Your task
Look through the lines below for the word "ErrorCode", and copy every line that has it.

Source data
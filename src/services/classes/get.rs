use actix_web::{HttpRequest, HttpResponse};
use std::sync::Arc;

use super::ClassService;
use crate::models::ErrorCode;
use crate::models::classes::entities::{Class, ClassDetail, ClassPublicInfo};
use crate::services::access::route_class_context;
use crate::services::responses::{ServiceResult, bad_request, internal, not_found, ok};
use crate::storage::Storage;
use crate::utils::random_code::normalize_class_code;

pub async fn get_class(service: &ClassService, request: &HttpRequest) -> ServiceResult {
    let ctx = route_class_context(request)?;
    let storage = service.get_storage(request)?;

    let detail = class_detail(&storage, ctx.class).await?;
    ok(detail, "Class retrieved successfully")
}

pub async fn get_class_by_code(
    service: &ClassService,
    request: &HttpRequest,
    code: String,
) -> ServiceResult {
    let Some(code) = normalize_class_code(&code) else {
        return Err(bad_request(
            ErrorCode::ClassCodeInvalid,
            "Class code must be 8 letters or digits",
        ));
    };
    let storage = service.get_storage(request)?;

    let class = storage
        .get_class_by_code(&code)
        .await
        .map_err(internal("Failed to load class"))?
        .ok_or_else(|| not_found(ErrorCode::ClassNotFound, "Class not found"))?;

    let detail = class_detail(&storage, class).await?;
    ok(
        ClassPublicInfo {
            id: detail.class.id,
            name: detail.class.name,
            subject: detail.class.subject,
            teacher_name: detail.teacher.map(|t| t.display_name.unwrap_or(t.username)),
            capacity: detail.class.capacity,
            student_count: detail.student_count,
        },
        "Class retrieved successfully",
    )
}

/// 补充班级教师和已批准学生人数
pub(crate) async fn class_detail(
    storage: &Arc<dyn Storage>,
    class: Class,
) -> Result<ClassDetail, HttpResponse> {
    let teacher = storage
        .get_user_by_id(class.teacher_id)
        .await
        .map_err(internal("Failed to load teacher"))?;
    let student_count = storage
        .count_approved_students(class.id)
        .await
        .map_err(internal("Failed to count students"))?;

    Ok(ClassDetail {
        class,
        teacher: teacher.map(|t| t.summary()),
        student_count: student_count as i64,
    })
}
use sea_orm_migration::prelude::*;

#[derive(DeriveMigrationName)]
pub struct Migration;
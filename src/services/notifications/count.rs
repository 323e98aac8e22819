use actix_web::HttpRequest;

use super::NotificationService;
use crate::models::notifications::UnreadCountResponse;
use crate::services::access::current_user;
use crate::services::responses::{ServiceResult, internal, ok};

pub async fn unread_count(service: &NotificationService, request: &HttpRequest) -> ServiceResult {
    let user = current_user(request)?;
    let storage = service.get_storage(request)?;

    let unread = storage
        .count_unread_notifications(user.id)
        .await
        .map_err(internal("Failed to count notifications"))?;

    ok(
        UnreadCountResponse {
            unread_count: unread as i64,
        },
        "Unread count retrieved successfully",
    )
}
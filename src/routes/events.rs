use actix_web::{HttpRequest, HttpResponse, Result as ActixResult, web};
use once_cell::sync::Lazy;

use crate::middlewares;
use crate::models::events::{CreateEventRequest, EventListParams, UpdateEventRequest};
use crate::models::users::entities::UserRole;
use crate::services::EventService;
use crate::utils::SafeEventIdI64;

static EVENT_SERVICE: Lazy<EventService> = Lazy::new(EventService::new_lazy);

pub async fn list_events(
    req: HttpRequest,
    query: web::Query<EventListParams>,
) -> ActixResult<HttpResponse> {
    EVENT_SERVICE.list_events(&req, query.into_inner()).await
}

pub async fn create_event(
    req: HttpRequest,
    event_data: web::Json<CreateEventRequest>,
) -> ActixResult<HttpResponse> {
    EVENT_SERVICE.create_event(&req, event_data.into_inner()).await
}

pub async fn update_event(
    req: HttpRequest,
    event_id: SafeEventIdI64,
    update_data: web::Json<UpdateEventRequest>,
) -> ActixResult<HttpResponse> {
    EVENT_SERVICE
        .update_event(&req, event_id.0, update_data.into_inner())
        .await
}

pub async fn delete_event(req: HttpRequest, event_id: SafeEventIdI64) -> ActixResult<HttpResponse> {
    EVENT_SERVICE.delete_event(&req, event_id.0).await
}

pub fn configure_event_routes(cfg: &mut web::ServiceConfig) {
    cfg.service(
        web::scope("/api/v1/events")
            .wrap(middlewares::RequireJWT)
            .service(
                web::resource("")
                    .route(web::get().to(list_events))
                    .route(
                        web::post()
                            .to(create_event)
                            .wrap(middlewares::RequireRole::new_any(UserRole::teacher_roles())),
                    ),
            )
            .service(
                web::resource("/{event_id}")
                    .route(web::put().to(update_event))
                    .route(web::delete().to(delete_event))
                    .wrap(middlewares::RequireRole::new_any(UserRole::teacher_roles())),
            ),
    );
}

Exercise output
use crate::models::ErrorCode;
            ErrorCode::ClassCodeInvalid,
        .ok_or_else(|| not_found(ErrorCode::ClassNotFound, "Class not found"))?;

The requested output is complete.